Rv1717 reduces the binding of WFL, a galactose-specific lectin to mycobacterial extracellular polymeric substance (EPS). (A) Mycobacterium smegmatis recombinant strains expressing RFP fused to Rv1717 (Msm^Rv1717-rfp or RFP alone (Msm^rfp) were grown in Sauton’s medium to form biofilms on coverslips. On day 3, 4, and 5, the coverslips were stained with Fluorescein-tagged Wisteria floribunda lectin (WFL) and subjected to confocal laser scanning microscopy. Imaging was done with a 100× water immersion objective laser line. The representative images show WFL as green and bacteria as red entities. Absence of fluorescence mixing (orange) indicates that WFL stains the EPS and not the bacteria per se. WFL binding was seen on all days and was progressive in case of both strains. Bacteria are overlaid with the EPS on fifth day and hence are barely visible. (B) Fluorescein-WFL stained biofilms (upper panel) and planktonic culture (lower panel) of Mtb H37Ra. (C) Exopolysaccharides were extracted and purified from M. smegmatis biofilms, coated on 96-well ELISA plates and treated with Rv1717 protein (12 μM) in buffer or buffer without the protein for 1 h at 37°C. Residual EPS after thorough washing was stained with Fluorescein-tagged WFL and quantified by fluorescence measurement. Data plotted are mean ± SD of three independent experiments. Statistical significance of data wherever applicable is indicated by ^**p < 0.01; ^***p < 0.001.

Figure 7

Rv1717 down regulation in Mycobacterium tuberculosis (Mtb) leads to impaired in vitro biofilm dispersion (A) Two weeks-old surface pellicles of Mtb^pMV261and Mtb^KDRv1717 in Sauton’s medium. (B) Left panel: Schematic representation of the qualitative ring biofilm dispersal assay as described in methods. “+CS” represents medium with carbon source (glycerol) and “−CS” represents medium without carbon source.

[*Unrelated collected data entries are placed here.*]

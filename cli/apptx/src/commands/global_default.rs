//! Global default service account commands.

use anyhow::Result;
use apptx::models::ServiceAccountType;
use apptx::services::global_defaults;
use clap::{Args, Subcommand};

use crate::output::print_outcome;

use super::CommandContext;

/// Global default commands.
#[derive(Debug, Args)]
pub struct GlobalDefaultCommand {
    #[command(subcommand)]
    command: GlobalDefaultSubcommand,
}

#[derive(Debug, Subcommand)]
enum GlobalDefaultSubcommand {
    /// Make a service account the default for a resource class.
    Assign(AssignArgs),

    /// Clear the default service account of a resource class.
    Reset(ResetArgs),
}

#[derive(Debug, Args)]
struct AssignArgs {
    /// Alias of the service account.
    #[arg(long)]
    sa_alias: String,

    /// Resource class the default applies to.
    #[arg(long, value_enum)]
    sa_type: ServiceAccountType,
}

#[derive(Debug, Args)]
struct ResetArgs {
    /// Resource class to reset.
    #[arg(long, value_enum)]
    sa_type: ServiceAccountType,
}

impl GlobalDefaultCommand {
    pub async fn run(self, ctx: CommandContext) -> Result<()> {
        let session = ctx.session().await?;
        match self.command {
            GlobalDefaultSubcommand::Assign(args) => {
                let outcome =
                    global_defaults::assign(&session, &args.sa_alias, args.sa_type).await?;
                print_outcome(
                    &format!(
                        "Assigned '{}' as the default {} Service Account",
                        args.sa_alias, args.sa_type
                    ),
                    &outcome,
                    ctx.format,
                )
            }
            GlobalDefaultSubcommand::Reset(args) => {
                let outcome = global_defaults::reset(&session, args.sa_type).await?;
                print_outcome(
                    &format!("Reset the default {} Service Account", args.sa_type),
                    &outcome,
                    ctx.format,
                )
            }
        }
    }
}
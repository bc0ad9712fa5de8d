//! Virtual machine listing and introspection.

use reqwest::Method;
use serde::Serialize;
use tabled::Tabled;
use tracing::{info, warn};

use crate::error::{ApiError, ApiResult};
use crate::lookup::{self, Collection, Filter};
use crate::models::{ResourceKind, VirtualMachine};
use crate::operation::{run_mutation, Mutation, Outcome};
use crate::session::Session;

/// Server-side filters of the virtual machine list. Unset fields are not
/// sent.
#[derive(Debug, Clone, Default, PartialEq, Eq)]
pub struct VmFilter {
    pub vcenter_fqdn: Option<String>,
    pub datacenter: Option<String>,
    pub cluster: Option<String>,
    pub resource_pool: Option<String>,
    pub folder: Option<String>,
    pub name: Option<String>,
    pub ip: Option<String>,
}

impl VmFilter {
    pub fn by_name(name: impl Into<String>) -> Self {
        Self {
            name: Some(name.into()),
            ..Self::default()
        }
    }

    fn to_filter(&self) -> Filter {
        Filter::new()
            .with_opt("vcenterFqdn", self.vcenter_fqdn.as_deref())
            .with_opt("dataCenter", self.datacenter.as_deref())
            .with_opt("folder", self.folder.as_deref())
            .with_opt("cluster", self.cluster.as_deref())
            .with_opt("resourcePool", self.resource_pool.as_deref())
            .with_opt("name", self.name.as_deref())
            .with_opt("ip", self.ip.as_deref())
    }

    fn describe(&self) -> String {
        let filter = self.to_filter();
        if filter.is_empty() {
            "all virtual machines".to_string()
        } else {
            filter.describe()
        }
    }
}

/// Virtual machines matching the filter.
pub async fn list(session: &Session, filter: &VmFilter) -> ApiResult<Vec<VirtualMachine>> {
    lookup::find_by_filter(session.client(), &filter.to_filter()).await
}

/// Result of introspecting one virtual machine.
#[derive(Debug, Clone, Serialize, Tabled)]
pub struct VmIntrospection {
    #[tabled(rename = "VM ID")]
    pub vm_id: String,

    #[tabled(rename = "VM Name")]
    pub vm_name: String,

    #[tabled(rename = "Result")]
    pub result: String,

    #[tabled(skip)]
    pub succeeded: bool,
}

/// Per-VM results of an introspection run.
#[derive(Debug, Clone, Default, Serialize)]
pub struct IntrospectReport {
    pub results: Vec<VmIntrospection>,
}

impl IntrospectReport {
    pub fn failed(&self) -> usize {
        self.results.iter().filter(|r| !r.succeeded).count()
    }

    /// `Partial` if any virtual machine failed.
    pub fn into_result(self) -> ApiResult<Self> {
        let failed = self.failed();
        if failed > 0 {
            return Err(ApiError::Partial {
                failed,
                total: self.results.len(),
                what: "virtual machine introspections".to_string(),
            });
        }
        Ok(self)
    }
}

/// Start component introspection on every VM the filter matches. The
/// filter must name the virtual machine.
///
/// A failure on one VM does not stop the others. Cancellation does.
pub async fn introspect(session: &Session, filter: &VmFilter) -> ApiResult<IntrospectReport> {
    if filter.name.as_deref().is_none_or(|name| name.trim().is_empty()) {
        return Err(ApiError::usage("introspecting virtual machines requires --vm-name"));
    }

    let vms = list(session, filter).await?;
    if vms.is_empty() {
        return Err(ApiError::lookup_miss(
            ResourceKind::VirtualMachine,
            filter.describe(),
        ));
    }

    let mut report = IntrospectReport::default();
    for vm in vms {
        if session.is_cancelled() {
            warn!(
                vm = %vm.name,
                done = report.results.len(),
                "Interrupted; skipping the remaining virtual machines"
            );
            return Err(ApiError::Interrupted {
                action: format!("introspect virtual machine '{}'", vm.name),
            });
        }

        let outcome = introspect_one(session, &vm).await;
        let (result, succeeded) = match outcome {
            Ok(outcome) => {
                info!(vm = %vm.name, %outcome, "Introspection finished");
                (outcome.to_string(), true)
            }
            Err(e @ (ApiError::Cancelled { .. } | ApiError::Interrupted { .. })) => return Err(e),
            Err(e) => {
                warn!(vm = %vm.name, error = %e, "Introspection failed");
                (e.to_string(), false)
            }
        };
        report.results.push(VmIntrospection {
            vm_id: vm.id,
            vm_name: vm.name,
            result,
            succeeded,
        });
    }

    Ok(report)
}

async fn introspect_one(session: &Session, vm: &VirtualMachine) -> ApiResult<Outcome> {
    let url = session
        .client()
        .url(&format!("{}/{}/components", VirtualMachine::PATH, vm.id))?;
    let action = format!("introspect virtual machine '{}'", vm.name);
    run_mutation(session, Mutation::new(Method::POST, url, action)).await
}

#[cfg(test)]
mod tests {
    use super::*;
    use reqwest::Url;

    #[test]
    fn filter_sends_only_set_fields() {
        let filter = VmFilter {
            vcenter_fqdn: Some("vc1.example.com".into()),
            cluster: Some("prod".into()),
            ip: Some(String::new()),
            ..VmFilter::default()
        };
        let mut url = Url::parse("https://appliance/discovery/virtualmachines").unwrap();
        filter.to_filter().apply(&mut url);
        assert_eq!(url.query(), Some("vcenterFqdn=vc1.example.com&cluster=prod"));
    }

    #[test]
    fn report_with_failures_is_partial() {
        let report = IntrospectReport {
            results: vec![
                VmIntrospection {
                    vm_id: "1".into(),
                    vm_name: "web-1".into(),
                    result: "ok".into(),
                    succeeded: true,
                },
                VmIntrospection {
                    vm_id: "2".into(),
                    vm_name: "db-1".into(),
                    result: "failed".into(),
                    succeeded: false,
                },
            ],
        };
        match report.into_result() {
            Err(ApiError::Partial { failed, total, .. }) => assert_eq!((failed, total), (1, 2)),
            other => panic!("unexpected: {other:?}"),
        }
    }
}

Right panel: shows ring biofilms of Mtb^pMV261 and Mtb^KDRv1717 stained with crystal violet after 36 h of adding the fresh medium. (C) Schematic representation of quantitative microtiter plate assay to measure the biofilm dispersion as described in methods. Biofilm biomass before and 6 h after addition of induction medium with carbon source (+CS) or without (-CS) were quantified by crystal violet assay. Fold difference in biomass (OD₅₉₅) was calculated as the ratio of OD_6h to OD_initial. The y axis represents the fold difference. A value close to 1 (no change) indicates no dispersion. Values less than 1 (lower OD_6h) indicate dispersion. Statistical significance of data wherever applicable is indicated by ^*p < 0.05; ^**p < 0.01.

Figure 8

Mycobacterium tuberculosis biofilm upregulates Rv1717 expression upon sensing a dispersal signal. Transcripts of Rv1717 were estimated in a late log phase planktonic culture and biofilms of Mtb H37Rv wild type by quantitative RT-PCR. In case of biofilms, RNA was extracted before and after 1 h of replacing the used medium (depleting medium) with fresh medium with or without carbon source. Graph shows the linear fold change of Rv1717 transcripts calculated by the 2^{^▵▵Ct} method using SigA transcripts for normalization. The values plotted are the mean ± SD of three biological replicates.